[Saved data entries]
-------

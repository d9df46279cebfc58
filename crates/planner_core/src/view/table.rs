//! Generic table column and row action descriptors.

use chrono::{DateTime, Local};
use std::cmp::Ordering;
use std::fmt::{Display, Formatter};

/// Raw cell value extracted from a row.
#[derive(Debug, Clone, PartialEq, Eq, PartialOrd, Ord)]
pub enum CellValue {
    Text(String),
    Flag(bool),
    Date(DateTime<Local>),
}

impl Display for CellValue {
    fn fmt(&self, f: &mut Formatter<'_>) -> std::fmt::Result {
        match self {
            Self::Text(value) => write!(f, "{value}"),
            Self::Flag(value) => write!(f, "{value}"),
            Self::Date(value) => write!(f, "{}", value.to_rfc3339()),
        }
    }
}

#[derive(Debug, Clone, Copy, PartialEq, Eq)]
pub enum ColumnAlign {
    Start,
    Center,
    End,
}

#[derive(Debug, Clone, Copy, PartialEq, Eq)]
pub enum SortDirection {
    Ascending,
    Descending,
}

/// One table column over rows of type `T`.
pub struct TableColumn<T> {
    pub key: &'static str,
    pub title: &'static str,
    pub sortable: bool,
    /// Width in pixels.
    pub width: Option<u32>,
    pub align: Option<ColumnAlign>,
    pub value: fn(&T) -> CellValue,
    /// Display override for the raw value.
    pub formatter: Option<fn(&CellValue) -> String>,
}

impl<T> TableColumn<T> {
    pub fn cell(&self, row: &T) -> CellValue {
        (self.value)(row)
    }

    /// Display text for `row`, through the formatter when one is set.
    pub fn render(&self, row: &T) -> String {
        let value = self.cell(row);
        match self.formatter {
            Some(format) => format(&value),
            None => value.to_string(),
        }
    }
}

/// Per-row action yielding an intent of type `A`.
pub struct TableAction<T, A> {
    pub icon: &'static str,
    pub color: Option<&'static str>,
    pub tooltip: Option<&'static str>,
    pub handler: fn(&T) -> A,
    /// Visibility predicate; the action is always shown when unset.
    pub show: Option<fn(&T) -> bool>,
}

impl<T, A> TableAction<T, A> {
    pub fn is_visible(&self, row: &T) -> bool {
        self.show.map_or(true, |show| show(row))
    }

    pub fn trigger(&self, row: &T) -> A {
        (self.handler)(row)
    }
}

/// Actions whose visibility predicate accepts `row`, in declaration order.
pub fn visible_actions<'a, T, A>(
    actions: &'a [TableAction<T, A>],
    row: &T,
) -> Vec<&'a TableAction<T, A>> {
    actions
        .iter()
        .filter(|action| action.is_visible(row))
        .collect()
}

/// Stable-sorts `rows` by `column`.
///
/// Returns `false` and leaves `rows` untouched when the column is not sortable.
pub fn sort_rows<T>(rows: &mut [&T], column: &TableColumn<T>, direction: SortDirection) -> bool {
    if !column.sortable {
        return false;
    }

    rows.sort_by(|left, right| {
        let ordering: Ordering = column.cell(left).cmp(&column.cell(right));
        match direction {
            SortDirection::Ascending => ordering,
            SortDirection::Descending => ordering.reverse(),
        }
    });
    true
}
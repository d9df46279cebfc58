//! Core task store for the daily planner.
//! This crate is the single source of truth for task invariants.

pub mod config;
pub mod logging;
pub mod model;
pub mod storage;
pub mod store;
pub mod view;

pub use config::{ConfigError, PlannerConfig};
pub use logging::{default_log_level, init_logging, logging_status, LoggingError};
pub use model::task::{task_id, title_slug, Task, TaskId, TaskPatch};
pub use storage::{
    KeyValueBackend, MemoryBackend, PersistenceAdapter, SqliteBackend, StorageError,
    StorageResult,
};
pub use store::task_store::TaskStore;
pub use store::TASKS_STORAGE_KEY;

/// Returns the core crate version.
pub fn core_version() -> &'static str {
    env!("CARGO_PKG_VERSION")
}

#[cfg(test)]
mod tests {
    use super::core_version;

    #[test]
    fn version_is_not_empty() {
        assert!(!core_version().is_empty());
    }
}
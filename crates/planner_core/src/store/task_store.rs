//! Canonical task store.
//!
//! # Responsibility
//! - Lazily load the task list from the persistence adapter, once.
//! - Apply add/update/delete/toggle/clear mutations in memory.
//! - Write the full list back after every mutation.
//! - Recompute derived views on every call.
//!
//! # Invariants
//! - No view or mutation observes an unloaded collection.
//! - Ids are unique within the collection and never rewritten.
//! - `created_at` is assigned once by `add_task`.
//! - Not-found is reported through logs and a `None`/`false` sentinel.
//! - A persisted record that fails to decode is skipped; the rest still load.

use super::TASKS_STORAGE_KEY;
use crate::model::task::{task_id, Task, TaskPatch};
use crate::storage::PersistenceAdapter;
use chrono::{DateTime, Local, NaiveDate};
use log::{info, warn};
use mockable::{Clock, DefaultClock};
use serde_json::Value;
use std::collections::HashSet;

/// Owner of the task collection and its persisted copy.
pub struct TaskStore<C: Clock = DefaultClock> {
    adapter: PersistenceAdapter,
    storage_key: String,
    clock: C,
    /// `None` until the first view or mutation loads persisted state.
    tasks: Option<Vec<Task>>,
    last_stamp_ms: i64,
}

impl TaskStore<DefaultClock> {
    /// Creates a store on the wall clock and the default storage key.
    pub fn new(adapter: PersistenceAdapter) -> Self {
        Self::with_clock(adapter, DefaultClock)
    }
}

impl<C: Clock> TaskStore<C> {
    pub fn with_clock(adapter: PersistenceAdapter, clock: C) -> Self {
        Self {
            adapter,
            storage_key: TASKS_STORAGE_KEY.to_string(),
            clock,
            tasks: None,
            last_stamp_ms: i64::MIN,
        }
    }

    /// Overrides the key the task list is persisted under.
    pub fn with_storage_key(mut self, storage_key: impl Into<String>) -> Self {
        self.storage_key = storage_key.into();
        self
    }

    pub fn storage_key(&self) -> &str {
        &self.storage_key
    }

    /// Returns whether persisted state has been loaded.
    pub fn is_loaded(&self) -> bool {
        self.tasks.is_some()
    }

    /// Loads persisted state if that has not happened yet.
    pub fn init(&mut self) {
        self.tasks_mut();
    }

    /// Writes the full collection back to storage.
    ///
    /// Returns the adapter outcome; `false` means the write was attempted and
    /// lost, while the in-memory collection stays authoritative.
    pub fn save(&mut self) -> bool {
        self.init();
        self.persist()
    }

    /// Full collection in insertion order.
    pub fn all_tasks(&mut self) -> &[Task] {
        self.tasks_mut()
    }

    pub fn completed_tasks(&mut self) -> Vec<&Task> {
        self.filtered(|task| task.completed)
    }

    pub fn pending_tasks(&mut self) -> Vec<&Task> {
        self.filtered(|task| !task.completed)
    }

    /// Tasks scheduled on the clock's current local day.
    pub fn today_tasks(&mut self) -> Vec<&Task> {
        let today = self.clock.local().date_naive();
        self.tasks_for_date(today)
    }

    /// Tasks scheduled on `day`, compared at day granularity.
    pub fn tasks_for_date(&mut self, day: NaiveDate) -> Vec<&Task> {
        self.filtered(move |task| task.is_scheduled_on(day))
    }

    pub fn task_by_id(&mut self, id: &str) -> Option<&Task> {
        self.tasks_mut().iter().find(|task| task.id == id)
    }

    /// Creates, appends and persists a new pending task.
    pub fn add_task(
        &mut self,
        title: impl Into<String>,
        description: impl Into<String>,
        date: DateTime<Local>,
    ) -> Task {
        let created_at = self.clock.local();
        let mut stamp_ms = created_at
            .timestamp_millis()
            .max(self.last_stamp_ms.saturating_add(1));
        let mut task = Task::new(title, description, date, created_at, stamp_ms);

        while self.tasks_mut().iter().any(|existing| existing.id == task.id) {
            stamp_ms += 1;
            task.id = task_id(&task.title, &task.date, stamp_ms);
        }
        self.last_stamp_ms = stamp_ms;

        self.tasks_mut().push(task.clone());
        let persisted = self.persist();
        info!(
            "event=task_add module=store status=ok task_id={} persisted={persisted}",
            task.id
        );
        task
    }

    /// Merges `patch` into the task with `id` and persists.
    ///
    /// Returns `None` without writing when no such task exists.
    pub fn update_task(&mut self, id: &str, patch: &TaskPatch) -> Option<Task> {
        let Some(task) = self.tasks_mut().iter_mut().find(|task| task.id == id) else {
            warn!("event=task_update module=store status=not_found task_id={id}");
            return None;
        };
        task.apply(patch);
        let updated = task.clone();

        let persisted = self.persist();
        info!("event=task_update module=store status=ok task_id={id} persisted={persisted}");
        Some(updated)
    }

    /// Removes the task with `id`, keeping the order of the rest.
    ///
    /// Writes back only when a task was removed.
    pub fn delete_task(&mut self, id: &str) -> bool {
        let tasks = self.tasks_mut();
        let Some(index) = tasks.iter().position(|task| task.id == id) else {
            warn!("event=task_delete module=store status=not_found task_id={id}");
            return false;
        };
        tasks.remove(index);

        let persisted = self.persist();
        info!("event=task_delete module=store status=ok task_id={id} persisted={persisted}");
        true
    }

    /// Flips `completed` through the update path.
    pub fn toggle_task_completion(&mut self, id: &str) -> Option<Task> {
        let Some(completed) = self.task_by_id(id).map(|task| task.completed) else {
            warn!("event=task_toggle module=store status=not_found task_id={id}");
            return None;
        };
        self.update_task(id, &TaskPatch::default().completed(!completed))
    }

    pub fn clear_all_tasks(&mut self) {
        let tasks = self.tasks_mut();
        let removed = tasks.len();
        tasks.clear();

        let persisted = self.persist();
        info!("event=task_clear module=store status=ok scope=all removed={removed} persisted={persisted}");
    }

    /// Drops completed tasks; pending ones keep their order.
    pub fn clear_completed_tasks(&mut self) {
        let tasks = self.tasks_mut();
        let before = tasks.len();
        tasks.retain(|task| !task.completed);
        let removed = before - tasks.len();

        let persisted = self.persist();
        info!("event=task_clear module=store status=ok scope=completed removed={removed} persisted={persisted}");
    }

    fn filtered(&mut self, keep: impl Fn(&Task) -> bool) -> Vec<&Task> {
        self.tasks_mut().iter().filter(|&task| keep(task)).collect()
    }

    fn tasks_mut(&mut self) -> &mut Vec<Task> {
        let Self {
            adapter,
            storage_key,
            tasks,
            ..
        } = self;
        tasks.get_or_insert_with(|| load_tasks(adapter, storage_key))
    }

    fn persist(&mut self) -> bool {
        let tasks = self.tasks.as_deref().unwrap_or_default();
        self.adapter.write(&self.storage_key, tasks)
    }
}

fn load_tasks(adapter: &PersistenceAdapter, storage_key: &str) -> Vec<Task> {
    let records: Vec<Value> = adapter.read(storage_key, Vec::new());
    let stored_count = records.len();

    let mut seen = HashSet::with_capacity(stored_count);
    let mut tasks = Vec::with_capacity(stored_count);
    let mut undecodable = 0_usize;
    for (index, record) in records.into_iter().enumerate() {
        let task = match serde_json::from_value::<Task>(record) {
            Ok(task) => task,
            Err(err) => {
                undecodable += 1;
                warn!(
                    "event=task_load module=store status=invalid_record key={storage_key} index={index} error={err}"
                );
                continue;
            }
        };
        if seen.insert(task.id.clone()) {
            tasks.push(task);
        }
    }

    let duplicates = stored_count - undecodable - tasks.len();
    if duplicates > 0 {
        warn!("event=task_load module=store status=duplicate_ids dropped={duplicates}");
    }
    info!(
        "event=task_load module=store status=ok key={storage_key} count={}",
        tasks.len()
    );
    tasks
}
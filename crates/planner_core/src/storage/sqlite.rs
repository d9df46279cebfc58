//! SQLite-backed key-value backend.
//!
//! # Invariants
//! - All entries live in `kv_entries`, one row per key.
//! - The table exists before the backend is handed out.
//! - `set` is an upsert and refreshes `updated_at`.
//! - Every open attempt emits one `db_open` start event and one outcome event.

use super::{KeyValueBackend, StorageResult};
use log::{error, info};
use rusqlite::{params, Connection, OptionalExtension};
use std::path::Path;
use std::time::{Duration, Instant};

const BUSY_TIMEOUT: Duration = Duration::from_secs(5);

const CREATE_KV_ENTRIES: &str = "
CREATE TABLE IF NOT EXISTS kv_entries (
    key         TEXT PRIMARY KEY NOT NULL,
    value       TEXT NOT NULL,
    updated_at  INTEGER NOT NULL DEFAULT (strftime('%s', 'now') * 1000)
);";

/// Durable backend over a single SQLite table.
pub struct SqliteBackend {
    conn: Connection,
}

impl SqliteBackend {
    /// Opens (or creates) the database file at `path`.
    pub fn open(path: impl AsRef<Path>) -> StorageResult<Self> {
        Self::open_with("file", || Connection::open(path))
    }

    /// Opens a private in-memory database; entries die with the backend.
    pub fn open_in_memory() -> StorageResult<Self> {
        Self::open_with("memory", Connection::open_in_memory)
    }

    /// Number of stored keys.
    pub fn len(&self) -> StorageResult<usize> {
        let count = self
            .conn
            .query_row("SELECT COUNT(*) FROM kv_entries;", [], |row| {
                row.get::<_, i64>(0)
            })?;
        Ok(usize::try_from(count).unwrap_or_default())
    }

    pub fn is_empty(&self) -> StorageResult<bool> {
        Ok(self.len()? == 0)
    }

    fn open_with(
        mode: &str,
        connect: impl FnOnce() -> rusqlite::Result<Connection>,
    ) -> StorageResult<Self> {
        let started_at = Instant::now();
        info!("event=db_open module=storage status=start mode={mode}");

        let conn = match connect().and_then(|conn| {
            conn.busy_timeout(BUSY_TIMEOUT)?;
            conn.execute_batch(CREATE_KV_ENTRIES)?;
            Ok(conn)
        }) {
            Ok(conn) => conn,
            Err(err) => {
                error!(
                    "event=db_open module=storage status=error mode={mode} duration_ms={} error_code=db_open_failed error={err}",
                    started_at.elapsed().as_millis()
                );
                return Err(err.into());
            }
        };

        info!(
            "event=db_open module=storage status=ok mode={mode} duration_ms={}",
            started_at.elapsed().as_millis()
        );
        Ok(Self { conn })
    }
}

impl KeyValueBackend for SqliteBackend {
    fn get(&self, key: &str) -> StorageResult<Option<String>> {
        let value = self
            .conn
            .query_row(
                "SELECT value FROM kv_entries WHERE key = ?1;",
                [key],
                |row| row.get::<_, String>(0),
            )
            .optional()?;
        Ok(value)
    }

    fn set(&mut self, key: &str, value: &str) -> StorageResult<()> {
        self.conn.execute(
            "INSERT INTO kv_entries (key, value) VALUES (?1, ?2)
             ON CONFLICT(key) DO UPDATE SET
                value = excluded.value,
                updated_at = (strftime('%s', 'now') * 1000);",
            params![key, value],
        )?;
        Ok(())
    }

    fn remove(&mut self, key: &str) -> StorageResult<()> {
        self.conn
            .execute("DELETE FROM kv_entries WHERE key = ?1;", [key])?;
        Ok(())
    }

    fn clear(&mut self) -> StorageResult<()> {
        self.conn.execute("DELETE FROM kv_entries;", [])?;
        Ok(())
    }

    fn contains(&self, key: &str) -> StorageResult<bool> {
        let exists = self.conn.query_row(
            "SELECT EXISTS(SELECT 1 FROM kv_entries WHERE key = ?1);",
            [key],
            |row| row.get::<_, i64>(0),
        )?;
        Ok(exists == 1)
    }
}
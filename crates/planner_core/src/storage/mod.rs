//! Key-value persistence boundary.
//!
//! # Responsibility
//! - Define the backing key-value contract (`KeyValueBackend`).
//! - Provide in-process and SQLite backends.
//! - Wrap any backend in the fail-safe `PersistenceAdapter`.
//!
//! # Invariants
//! - Backends speak JSON text values; typing happens in the adapter only.
//! - Only `PersistenceAdapter` observes whether a backend is reachable.

use std::error::Error;
use std::fmt::{Display, Formatter};

pub mod adapter;
pub mod memory;
pub mod sqlite;

pub use adapter::PersistenceAdapter;
pub use memory::MemoryBackend;
pub use sqlite::SqliteBackend;

pub type StorageResult<T> = Result<T, StorageError>;

/// Failure raised by a backend or by JSON (de)serialization.
#[derive(Debug)]
pub enum StorageError {
    /// Backing store cannot be reached right now.
    Unavailable(String),
    Sqlite(rusqlite::Error),
    Serialization(serde_json::Error),
}

impl Display for StorageError {
    fn fmt(&self, f: &mut Formatter<'_>) -> std::fmt::Result {
        match self {
            Self::Unavailable(reason) => write!(f, "backing store unavailable: {reason}"),
            Self::Sqlite(err) => write!(f, "sqlite error: {err}"),
            Self::Serialization(err) => write!(f, "invalid stored value: {err}"),
        }
    }
}

impl Error for StorageError {
    fn source(&self) -> Option<&(dyn Error + 'static)> {
        match self {
            Self::Unavailable(_) => None,
            Self::Sqlite(err) => Some(err),
            Self::Serialization(err) => Some(err),
        }
    }
}

impl From<rusqlite::Error> for StorageError {
    fn from(value: rusqlite::Error) -> Self {
        Self::Sqlite(value)
    }
}

impl From<serde_json::Error> for StorageError {
    fn from(value: serde_json::Error) -> Self {
        Self::Serialization(value)
    }
}

/// String-keyed store of JSON text values.
pub trait KeyValueBackend {
    fn get(&self, key: &str) -> StorageResult<Option<String>>;
    fn set(&mut self, key: &str, value: &str) -> StorageResult<()>;
    fn remove(&mut self, key: &str) -> StorageResult<()>;
    /// Drops every entry held by the backend.
    fn clear(&mut self) -> StorageResult<()>;

    fn contains(&self, key: &str) -> StorageResult<bool> {
        Ok(self.get(key)?.is_some())
    }
}
//! Turning component trees into HTTP responses.

use axum::http::StatusCode;
use axum::response::{Html, IntoResponse, Response};
use dioxus::prelude::*;
use shared_types::AppError;
use shared_ui::{Alert, AlertVariant, NavVariant, Navbar, Page, PageHeader};

/// Render a full page: document shell, navigation for `nav`, then `body`.
/// `current` is the request path, used to highlight the active link.
pub fn render_page(title: &str, nav: NavVariant, current: &str, body: Element) -> String {
    let title = title.to_string();
    let current = current.to_string();
    let markup = dioxus_ssr::render_element(rsx! {
        Page {
            title,
            nav: rsx! { Navbar { variant: nav, current } },
            {body}
        }
    });
    format!("<!DOCTYPE html>{markup}")
}

/// A rendered page as a response with the given status.
pub fn page(
    status: StatusCode,
    title: &str,
    nav: NavVariant,
    current: &str,
    body: Element,
) -> Response {
    (status, Html(render_page(title, nav, current, body))).into_response()
}

/// HTTP status matching an error's kind.
pub fn status_of(err: &AppError) -> StatusCode {
    StatusCode::from_u16(err.status_code_u16()).unwrap_or(StatusCode::INTERNAL_SERVER_ERROR)
}

/// Page carrying only a heading and an error message.
pub fn error_page(err: &AppError, nav: NavVariant, current: &str) -> Response {
    let status = status_of(err);
    let heading = match status {
        StatusCode::NOT_FOUND => "Not Found",
        StatusCode::BAD_REQUEST => "Invalid Request",
        _ => "Something Went Wrong",
    };
    let message = err.user_message();
    page(
        status,
        heading,
        nav,
        current,
        rsx! {
            PageHeader { title: heading.to_string() }
            Alert { variant: AlertVariant::Error, "{message}" }
            p { a { href: "/", "Back to the home page" } }
        },
    )
}
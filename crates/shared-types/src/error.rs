use serde::{Deserialize, Serialize};
use std::collections::HashMap;
use std::fmt;

/// Categorization of application errors.
#[derive(Debug, Clone, Serialize, Deserialize, PartialEq)]
#[cfg_attr(feature = "openapi", derive(utoipa::ToSchema))]
pub enum AppErrorKind {
    NotFound,
    BadRequest,
    ValidationError,
    Conflict,
    DatabaseError,
    Unauthorized,
    Forbidden,
    UploadFailed,
    InternalError,
}

impl fmt::Display for AppErrorKind {
    fn fmt(&self, f: &mut fmt::Formatter<'_>) -> fmt::Result {
        match self {
            AppErrorKind::NotFound => write!(f, "NotFound"),
            AppErrorKind::BadRequest => write!(f, "BadRequest"),
            AppErrorKind::ValidationError => write!(f, "ValidationError"),
            AppErrorKind::Conflict => write!(f, "Conflict"),
            AppErrorKind::DatabaseError => write!(f, "DatabaseError"),
            AppErrorKind::Unauthorized => write!(f, "Unauthorized"),
            AppErrorKind::Forbidden => write!(f, "Forbidden"),
            AppErrorKind::UploadFailed => write!(f, "UploadFailed"),
            AppErrorKind::InternalError => write!(f, "InternalError"),
        }
    }
}

/// Structured application error shared by the page handlers and the JSON API.
#[derive(Debug, Clone, Serialize, Deserialize, PartialEq)]
#[cfg_attr(feature = "openapi", derive(utoipa::ToSchema))]
pub struct AppError {
    pub kind: AppErrorKind,
    pub message: String,
    #[serde(default, skip_serializing_if = "HashMap::is_empty")]
    pub field_errors: HashMap<String, String>,
}

impl AppError {
    fn with_kind(kind: AppErrorKind, message: impl Into<String>) -> Self {
        Self {
            kind,
            message: message.into(),
            field_errors: HashMap::new(),
        }
    }

    pub fn not_found(message: impl Into<String>) -> Self {
        Self::with_kind(AppErrorKind::NotFound, message)
    }

    pub fn bad_request(message: impl Into<String>) -> Self {
        Self::with_kind(AppErrorKind::BadRequest, message)
    }

    pub fn validation(message: impl Into<String>, field_errors: HashMap<String, String>) -> Self {
        Self {
            kind: AppErrorKind::ValidationError,
            message: message.into(),
            field_errors,
        }
    }

    pub fn conflict(message: impl Into<String>) -> Self {
        Self::with_kind(AppErrorKind::Conflict, message)
    }

    pub fn database(message: impl Into<String>) -> Self {
        Self::with_kind(AppErrorKind::DatabaseError, message)
    }

    pub fn unauthorized(message: impl Into<String>) -> Self {
        Self::with_kind(AppErrorKind::Unauthorized, message)
    }

    pub fn forbidden(message: impl Into<String>) -> Self {
        Self::with_kind(AppErrorKind::Forbidden, message)
    }

    /// Photo could not be stored or its public URL could not be resolved.
    pub fn upload_failed(message: impl Into<String>) -> Self {
        Self::with_kind(AppErrorKind::UploadFailed, message)
    }

    pub fn internal(message: impl Into<String>) -> Self {
        Self::with_kind(AppErrorKind::InternalError, message)
    }

    /// Message safe to show in a rendered page. Store errors collapse to a
    /// generic string; the driver detail only goes to the log.
    pub fn user_message(&self) -> String {
        match self.kind {
            AppErrorKind::DatabaseError => "Something went wrong. Please try again.".to_string(),
            _ => self.message.clone(),
        }
    }

    pub fn status_code_u16(&self) -> u16 {
        match self.kind {
            AppErrorKind::NotFound => 404,
            AppErrorKind::BadRequest => 400,
            AppErrorKind::ValidationError => 422,
            AppErrorKind::Conflict => 409,
            AppErrorKind::DatabaseError => 500,
            AppErrorKind::Unauthorized => 401,
            AppErrorKind::Forbidden => 403,
            AppErrorKind::UploadFailed => 500,
            AppErrorKind::InternalError => 500,
        }
    }
}

impl fmt::Display for AppError {
    fn fmt(&self, f: &mut fmt::Formatter<'_>) -> fmt::Result {
        write!(f, "{}: {}", self.kind, self.message)
    }
}

impl std::error::Error for AppError {}

#[cfg(feature = "validation")]
impl From<validator::ValidationErrors> for AppError {
    fn from(errors: validator::ValidationErrors) -> Self {
        let mut field_errors = HashMap::new();
        for (field, errs) in errors.field_errors() {
            if let Some(first) = errs.first() {
                let msg = first
                    .message
                    .as_ref()
                    .map(|m| m.to_string())
                    .unwrap_or_else(|| format!("Invalid value for {}", field));
                field_errors.insert(field.to_string(), msg);
            }
        }
        AppError::validation("Please fill in all required fields", field_errors)
    }
}

#[cfg(feature = "server")]
impl axum::response::IntoResponse for AppError {
    fn into_response(self) -> axum::response::Response {
        let status = axum::http::StatusCode::from_u16(self.status_code_u16())
            .unwrap_or(axum::http::StatusCode::INTERNAL_SERVER_ERROR);
        (status, axum::Json(self)).into_response()
    }
}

-------

--- Instructions for the task ---
Please find each line in the records above that holds the word "Unavailable", and copy it.

--- Exercise response ---
    Unavailable(String),
            Self::Unavailable(reason) => write!(f, "backing store unavailable: {reason}"),
            Self::Unavailable(_) => None,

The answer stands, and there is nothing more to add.